This paper argues that liberalism provides democracy with the experience of civic reformism. Without it, democracy loses any tie-argumentative or practical-to a coherent design of public policy endeavoring to provide the resources for the realization of democratic citizenship. The case for liberalism rests on an argumentative reconstruction of the function it performs before the rise of a world economic order and, more specifically, in the creation of the welfare state after the Second World War. Accordingly, liberalism defines a reformist political program: it is an emancipatory political project by virtue of its struggle for an egalitarian and universalist extension of citizenship rights. This is but a formulation of the modern idea of citizenship, conceived of as a universalizable contract of rights. At the same time, liberalism embraces a socioeconomic emancipatory project that endeavors to provide the conditions, within the institutional framework of modern societies, for the accomplishment of citizenship rights.

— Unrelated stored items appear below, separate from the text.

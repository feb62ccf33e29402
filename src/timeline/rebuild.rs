//! Merging occupied spans into a base capacity profile.
//!
//! Each occupied span `[s, e)` is laid over the base intervals it touches.
//! Touched intervals are split into untouched remainders (keeping every
//! attribute) and `Occupied` pieces (also keeping attributes, so flags like
//! `clears_changeovers` survive). The four structural cases are:
//!
//! | Case | Result |
//! |------|--------|
//! | Span equals one interval | Interval becomes `Occupied` |
//! | Span strictly inside one interval | Head, occupied middle, tail |
//! | Span covers N whole intervals | N `Occupied` intervals |
//! | Span covers parts of first and last of N | Head, N occupied pieces, tail |

use tracing::warn;

use super::CapacityTimeline;
use crate::error::{CapacityError, CapacityResult};
use crate::models::{CapacityInterval, IntervalType, Tick};

/// Builds a new timeline with `occupied` spans merged into `base`.
///
/// Zero-length spans are ignored. Parts of spans outside the horizon are
/// clipped.
///
/// # Errors
/// [`CapacityError::OverlappingOccupancy`] if two spans overlap.
///
/// # Example
///
/// ```
/// use u_capacity::timeline::{rebuild, CapacityTimeline};
/// use u_capacity::models::IntervalType;
///
/// let base = CapacityTimeline::continuous(0, 100).unwrap();
/// let tl = rebuild(&base, &[(20, 50)]).unwrap();
/// let kinds: Vec<_> = tl.intervals().iter().map(|iv| iv.interval_type).collect();
/// assert_eq!(kinds, [IntervalType::Online, IntervalType::Occupied, IntervalType::Online]);
/// ```
pub fn rebuild(base: &CapacityTimeline, occupied: &[(Tick, Tick)]) -> CapacityResult<CapacityTimeline> {
    let mut spans: Vec<(Tick, Tick)> = occupied.iter().copied().filter(|(s, e)| s < e).collect();
    spans.sort_unstable();
    for pair in spans.windows(2) {
        if pair[1].0 < pair[0].1 {
            warn!(start = pair[1].0, end = pair[1].1, "overlapping occupied spans");
            return Err(CapacityError::OverlappingOccupancy {
                start: pair[1].0,
                end: pair[1].1,
            });
        }
    }

    let mut out: Vec<CapacityInterval> = Vec::with_capacity(base.len() + spans.len() * 2);
    let mut j = 0;
    for iv in base.intervals() {
        let mut cur = iv.start;
        while j < spans.len() && spans[j].0 < iv.end {
            let (s, e) = spans[j];
            if e <= cur {
                j += 1;
                continue;
            }
            if s > cur {
                out.push(iv.trimmed(cur, s));
            }
            let occ_end = e.min(iv.end);
            out.push(CapacityInterval {
                interval_type: IntervalType::Occupied,
                ..iv.trimmed(s.max(cur), occ_end)
            });
            cur = occ_end;
            if e <= iv.end {
                j += 1;
            } else {
                break;
            }
        }
        if cur < iv.end {
            out.push(iv.trimmed(cur, iv.end));
        }
    }

    Ok(CapacityTimeline::new(out)?.with_walk_limit(base.walk_limit))
}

The origins of liberalism in the seventeenth century tell the story of the struggle for recognition of religious tolerance. This early form of pluralism provided the antecedent for the constitutional recognition of civil rights, interpreted in terms of universal adscription. A further step of constitution-building in liberal polities was taken when the universal principles of equality and liberty assumed the status of fundamental rights. That happened under the form of a constitutional program aimed at the improvement of the civil condition. Liberalism as a revolution of rights not only meant the conquest of civil rights by society, but also their extension by constitut...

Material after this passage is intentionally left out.